I should be nice and say I appreciatted the effort, but I'm still iritated by the manner in which you lept upon this board.

I've got nothing against a good 'potty' joke, but it has to be very good to rise out of the bowl.
Feb 25th, 2003 01:14 PM
FartinMowler summer fun is my favorite. Brazil has a very good poopy joke in it. Robert De niro and Oh and I just wanted an example of what you are trying to explain[/list]
Feb 25th, 2003 12:55 PM
mburbank Go to the Vissionary Darkness section and read anything by me.

I do not see how someone who's favorite movie is Brazil could find anything in your post even remotely amusing.
Feb 25th, 2003 12:45 PM
FartinMowler Whats funny about sluring rich people? Write something funnier than mine.
Feb 25th, 2003 12:38 PM
mburbank Mentioning a costly carpet and Dom does not mean you get what I'm talking about at all. In fact, it only shows just how little you understand what I'm talking about here.

It was refreshing though, to see you get through a whole post without talking about farting in a bathtub.
Feb 25th, 2003 10:49 AM
FartinMowler "I came home to find Mona my wife of 30 years laying on the $4000 Indian carpet. I knelt down and Mona lifted up her head and spoke with a smell of semen and Dom and had the nerve to tell me she was leaving me. I took out my keys to my Rolls and stabbed her over and over but she was too fat and I just rolled her off the carpet, took the carpet and left.
Feb 25th, 2003 10:29 AM
FS This is going to ruin the thread if we keep it up for too long. I'll close with "Ack! A crack at my physical condition! How justly aimed!" and have another brandy.

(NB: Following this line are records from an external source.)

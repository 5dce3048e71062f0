//! Topic matching and subscription management
//!
//! Implements topic name/filter validation and the subscription index used
//! on every publish to find the subscribers of a topic.
//!
//! Performance notes:
//! - Matching walks a per-node-locked trie, so lookups proceed while other
//!   clients subscribe and unsubscribe
//! - Overlapping subscriptions of one client are folded in a single pass
//! - Match results use SmallVec for the common case of few subscribers

mod trie;
pub mod validation;


pub use trie::{NodeValue, TopicTrie};
pub use validation::{
    parse_shared_subscription, topic_matches_filter, validate_topic_filter,
    validate_topic_filter_with_max_levels, validate_topic_name,
    validate_topic_name_with_max_levels, TopicLevel,
};

use std::fmt;
use std::sync::atomic::{AtomicUsize, Ordering};
use std::sync::Arc;

use ahash::AHashMap;
use bitflags::bitflags;
use dashmap::DashMap;
use parking_lot::RwLock;
use smallvec::SmallVec;

use crate::protocol::QoS;

/// Subscription index errors
#[derive(Debug, Clone, PartialEq, Eq)]
pub enum IndexError {
    /// Filter rejected by validation (empty level, misplaced wildcard, ...)
    InvalidFilterSyntax(&'static str),
}

impl fmt::Display for IndexError {
    fn fmt(&self, f: &mut fmt::Formatter<'_>) -> fmt::Result {
        match self {
            IndexError::InvalidFilterSyntax(reason) => {
                write!(f, "invalid topic filter: {}", reason)
            }
        }
    }
}

impl std::error::Error for IndexError {}

bitflags! {
    /// Per-subscription option flags
    #[derive(Debug, Clone, Copy, PartialEq, Eq, Hash, Default)]
    pub struct SubscriptionFlags: u8 {
        /// Don't deliver messages back to the client that published them
        const NO_LOCAL = 0b0000_0001;
        /// Keep the publish retain flag instead of clearing it
        const RETAIN_AS_PUBLISHED = 0b0000_0010;
        /// Member of a shared subscription group
        const SHARED = 0b0000_0100;
    }
}

/// A subscription entry
#[derive(Debug, Clone, PartialEq, Eq)]
pub struct SubscriberEntry {
    /// Client ID
    pub client_id: Arc<str>,
    /// Granted subscription QoS
    pub qos: QoS,
    /// Subscription option flags
    pub flags: SubscriptionFlags,
    /// Subscription identifier (v5.0)
    pub subscription_id: Option<u32>,
    /// Shared group key (`{group}/{filter}`), set by the index for shared subscriptions
    pub share_group: Option<Arc<str>>,
}

impl SubscriberEntry {
    pub fn new(client_id: impl Into<Arc<str>>, qos: QoS) -> Self {
        Self {
            client_id: client_id.into(),
            qos,
            flags: SubscriptionFlags::empty(),
            subscription_id: None,
            share_group: None,
        }
    }

    pub fn no_local(mut self, enabled: bool) -> Self {
        self.flags.set(SubscriptionFlags::NO_LOCAL, enabled);
        self
    }

    pub fn retain_as_published(mut self, enabled: bool) -> Self {
        self.flags.set(SubscriptionFlags::RETAIN_AS_PUBLISHED, enabled);
        self
    }

    pub fn with_subscription_id(mut self, id: u32) -> Self {
        self.subscription_id = Some(id);
        self
    }

    pub fn is_shared(&self) -> bool {
        self.flags.contains(SubscriptionFlags::SHARED)
    }

    /// Whether this entry and `other` describe the same subscription slot
    fn same_slot(&self, other: &SubscriberEntry) -> bool {
        self.client_id == other.client_id && self.share_group == other.share_group
    }
}

/// One non-shared recipient of a publish, after folding every matching
/// subscription of that client together
#[derive(Debug, Clone, PartialEq, Eq)]
pub struct MatchedSubscriber {
    pub client_id: Arc<str>,
    /// Highest QoS among the matching subscriptions
    pub qos: QoS,
    /// RETAIN_AS_PUBLISHED if any subscription sets it, NO_LOCAL only if all do
    pub flags: SubscriptionFlags,
    /// Identifiers of all matching subscriptions
    pub subscription_ids: SmallVec<[u32; 4]>,
}

impl MatchedSubscriber {
    fn from_entry(entry: &SubscriberEntry) -> Self {
        Self {
            client_id: entry.client_id.clone(),
            qos: entry.qos,
            flags: entry.flags,
            subscription_ids: entry.subscription_id.into_iter().collect(),
        }
    }

    fn merge(&mut self, entry: &SubscriberEntry) {
        if entry.qos > self.qos {
            self.qos = entry.qos;
        }
        if entry.flags.contains(SubscriptionFlags::RETAIN_AS_PUBLISHED) {
            self.flags.insert(SubscriptionFlags::RETAIN_AS_PUBLISHED);
        }
        if !entry.flags.contains(SubscriptionFlags::NO_LOCAL) {
            self.flags.remove(SubscriptionFlags::NO_LOCAL);
        }
        if let Some(id) = entry.subscription_id {
            if !self.subscription_ids.contains(&id) {
                self.subscription_ids.push(id);
            }
        }
    }

    pub fn no_local(&self) -> bool {
        self.flags.contains(SubscriptionFlags::NO_LOCAL)
    }

    pub fn retain_as_published(&self) -> bool {
        self.flags.contains(SubscriptionFlags::RETAIN_AS_PUBLISHED)
    }
}

/// The index's answer to a topic query
#[derive(Debug, Clone, Default, PartialEq, Eq)]
pub struct MatchResult {
    /// Non-shared subscribers, one per client
    pub subscribers: SmallVec<[MatchedSubscriber; 16]>,
    /// Distinct shared group keys that matched; members are resolved at delivery
    pub shared_groups: SmallVec<[Arc<str>; 4]>,
}

impl MatchResult {
    pub fn is_empty(&self) -> bool {
        self.subscribers.is_empty() && self.shared_groups.is_empty()
    }

    pub fn subscriber(&self, client_id: &str) -> Option<&MatchedSubscriber> {
        self.subscribers
            .iter()
            .find(|s| s.client_id.as_ref() == client_id)
    }
}

/// Members of one shared subscription group plus its rotation cursor
#[derive(Debug)]
pub struct SharedGroup {
    key: Arc<str>,
    members: RwLock<Vec<SubscriberEntry>>,
    cursor: AtomicUsize,
}

impl SharedGroup {
    fn new(key: Arc<str>) -> Self {
        Self {
            key,
            members: RwLock::new(Vec::new()),
            cursor: AtomicUsize::new(0),
        }
    }

    pub fn key(&self) -> &Arc<str> {
        &self.key
    }

    /// Snapshot of the current members, in subscription order
    pub fn members(&self) -> SmallVec<[SubscriberEntry; 4]> {
        self.members.read().iter().cloned().collect()
    }

    pub fn len(&self) -> usize {
        self.members.read().len()
    }

    pub fn is_empty(&self) -> bool {
        self.members.read().is_empty()
    }

    /// Advance the rotation cursor, returning its previous position.
    ///
    /// Concurrent publishes may occasionally observe adjacent positions out of
    /// order; rotation still reaches every member.
    pub fn advance(&self) -> usize {
        self.cursor.fetch_add(1, Ordering::Relaxed)
    }

    fn upsert_member(&self, entry: SubscriberEntry) {
        let mut members = self.members.write();
        match members.iter_mut().find(|m| m.client_id == entry.client_id) {
            Some(existing) => *existing = entry,
            None => members.push(entry),
        }
    }

    fn remove_member(&self, client_id: &str) -> bool {
        let mut members = self.members.write();
        let before = members.len();
        members.retain(|m| m.client_id.as_ref() != client_id);
        members.len() != before
    }
}

/// Build the shared group key for a group name and filter
pub fn shared_group_key(group: &str, filter: &str) -> Arc<str> {
    let mut key = String::with_capacity(group.len() + 1 + filter.len());
    key.push_str(group);
    key.push('/');
    key.push_str(filter);
    key.into()
}

/// Thread-safe subscription index
pub struct SubscriptionIndex {
    trie: TopicTrie<Vec<SubscriberEntry>>,
    /// Live members of every shared group, keyed by group key
    shared_groups: DashMap<Arc<str>, Arc<SharedGroup>>,
    /// Maximum filter depth (0 = unlimited)
    max_topic_levels: usize,
    subscription_count: AtomicUsize,
}

impl SubscriptionIndex {
    pub fn new() -> Self {
        Self::with_max_topic_levels(0)
    }

    pub fn with_max_topic_levels(max_topic_levels: usize) -> Self {
        Self {
            trie: TopicTrie::new(),
            shared_groups: DashMap::new(),
            max_topic_levels,
            subscription_count: AtomicUsize::new(0),
        }
    }

    /// Add a subscription.
    ///
    /// `filter` is the filter as sent by the client; `$share/{group}/{filter}`
    /// registers `entry` as a shared group member. A client subscribing again
    /// to the same filter (and group) replaces its previous entry.
    ///
    /// Returns `true` if this is a new subscription, `false` if it replaced one.
    pub fn add_subscription(
        &self,
        filter: &str,
        mut entry: SubscriberEntry,
    ) -> Result<bool, IndexError> {
        validate_topic_filter_with_max_levels(filter, self.max_topic_levels)
            .map_err(IndexError::InvalidFilterSyntax)?;

        let actual_filter = match parse_shared_subscription(filter) {
            Some((group, actual)) => {
                entry.flags.insert(SubscriptionFlags::SHARED);
                entry.share_group = Some(shared_group_key(group, actual));
                actual
            }
            None => {
                entry.flags.remove(SubscriptionFlags::SHARED);
                entry.share_group = None;
                filter
            }
        };

        let is_new = self.trie.upsert(actual_filter, |subs| {
            let before = subs.len();
            subs.retain(|s| !s.same_slot(&entry));
            let is_new = subs.len() == before;

            // Group membership changes under the same node lock as the entry
            if let Some(ref key) = entry.share_group {
                self.shared_groups
                    .entry(key.clone())
                    .or_insert_with(|| Arc::new(SharedGroup::new(key.clone())))
                    .upsert_member(entry.clone());
            }

            subs.push(entry);
            is_new
        });

        if is_new {
            self.subscription_count.fetch_add(1, Ordering::Relaxed);
        }
        Ok(is_new)
    }

    /// Remove a subscription. Returns whether anything was removed.
    pub fn remove_subscription(&self, filter: &str, client_id: &str) -> bool {
        let (actual_filter, share_key) = match parse_shared_subscription(filter) {
            Some((group, actual)) => (actual, Some(shared_group_key(group, actual))),
            None => (filter, None),
        };

        let removed = self
            .trie
            .modify(actual_filter, |subs| {
                let before = subs.len();
                subs.retain(|s| !(s.client_id.as_ref() == client_id && s.share_group == share_key));
                let removed = subs.len() != before;

                if removed {
                    if let Some(ref key) = share_key {
                        self.leave_group(key, client_id);
                    }
                }
                removed
            })
            .unwrap_or(false);

        if removed {
            self.subscription_count.fetch_sub(1, Ordering::Relaxed);
        }
        removed
    }

    /// Remove every subscription owned by a client (session termination).
    /// Returns the number of subscriptions removed.
    pub fn remove_client(&self, client_id: &str) -> usize {
        let mut removed = 0;
        self.trie.retain_all(|subs| {
            subs.retain(|s| {
                if s.client_id.as_ref() != client_id {
                    return true;
                }
                if let Some(ref key) = s.share_group {
                    self.leave_group(key, client_id);
                }
                removed += 1;
                false
            });
        });

        if removed > 0 {
            self.subscription_count.fetch_sub(removed, Ordering::Relaxed);
        }
        removed
    }

    fn leave_group(&self, key: &Arc<str>, client_id: &str) {
        if let Some(group) = self.shared_groups.get(key) {
            group.remove_member(client_id);
        }
        self.shared_groups.remove_if(key, |_, group| group.is_empty());
    }

    /// Find every subscriber of `topic`.
    ///
    /// Non-shared subscriptions are folded per client; shared subscriptions
    /// contribute their group key once, leaving member selection to delivery.
    pub fn find_matches(&self, topic: &str) -> MatchResult {
        let mut result = MatchResult::default();
        let mut seen: AHashMap<Arc<str>, usize> = AHashMap::with_capacity(16);

        self.trie.matches(topic, |subs| {
            for sub in subs {
                if let Some(ref key) = sub.share_group {
                    if !result.shared_groups.contains(key) {
                        result.shared_groups.push(key.clone());
                    }
                    continue;
                }

                match seen.get(&sub.client_id) {
                    Some(&idx) => result.subscribers[idx].merge(sub),
                    None => {
                        seen.insert(sub.client_id.clone(), result.subscribers.len());
                        result
                            .subscribers
                            .push(MatchedSubscriber::from_entry(sub));
                    }
                }
            }
        });

        result
    }

    /// Look up a shared group by key
    pub fn shared_group(&self, key: &str) -> Option<Arc<SharedGroup>> {
        self.shared_groups.get(key).map(|g| g.value().clone())
    }

    /// Total number of subscriptions, shared members included
    pub fn subscription_count(&self) -> usize {
        self.subscription_count.load(Ordering::Relaxed)
    }

    /// Count the number of shared subscriptions
    pub fn shared_subscription_count(&self) -> usize {
        self.shared_groups.iter().map(|g| g.len()).sum()
    }

    /// Number of distinct shared groups
    pub fn shared_group_count(&self) -> usize {
        self.shared_groups.len()
    }

    /// Every subscription of a client as (filter-independent) entries
    pub fn client_subscriptions(&self, client_id: &str) -> Vec<SubscriberEntry> {
        let mut entries = Vec::new();
        self.trie.for_each(|subs| {
            entries.extend(
                subs.iter()
                    .filter(|s| s.client_id.as_ref() == client_id)
                    .cloned(),
            );
        });
        entries
    }
}

impl Default for SubscriptionIndex {
    fn default() -> Self {
        Self::new()
    }
}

I don't actually drink brandy. But if I were an alcoholic married couple, I would.
Feb 25th, 2003 10:23 AM
kellychaos
Quote:
Originally Posted by FS
Kelly, I think you'll be happy to know I make no distinction in gender when it comes to eviscerating people while calling them names, if it makes them feel 'special'.
Follow that up by eating my sphincter and your a shoe-in for "Fear Factor" ... assuming you can get past that sticky little requirement to be able to do at least one pull-up.
Feb 25th, 2003 10:04 AM
FS Max, would it help if I laughed obnoxiously hard at my own jokes and persisted in trying to get everyone to 'swing'?

Kelly, I think you'll be happy to know I make no distinction in gender when it comes to eviscerating people while calling them names, if it makes them feel 'special'.
Feb 25th, 2003 09:51 AM
kellychaos
Quote:
Originally Posted by glowbelly
this isn't kindergarten, sweety. when someone makes fun of you here, it's not because they wanna marry you out on the playground later. it's because they don't like you.

just a tip.

Hmmm ... tip taken but consider the source. Not everyone can be as mature as you and I. A superfluous tip to FS: pulling on my pigtails ain't going to get you any closer to Spooneyville because, as MrAdventure duly noted, I am of the weewee possessing variety with "exit only" signs posted. Just sayin'
Feb 25th, 2003 09:41 AM
mburbank That made me laugh, but it's not the sort of thing that will 'go' in our set.

Here's a thought, though. I think William Burroughs and his 'set' started with goals similar to mine. It ended with him accidentally blowing his wifes brain out followed by years of heroin addiction and homosexuality.


Hmmmmmm. Food for thought.
Feb 25th, 2003 09:26 AM
FS I DON'T NEED YOU TO. I don't. I don't need you to shtell me whatza do. borbink. whahhh. fwehhhh haw waww gweh yeh. hawwww.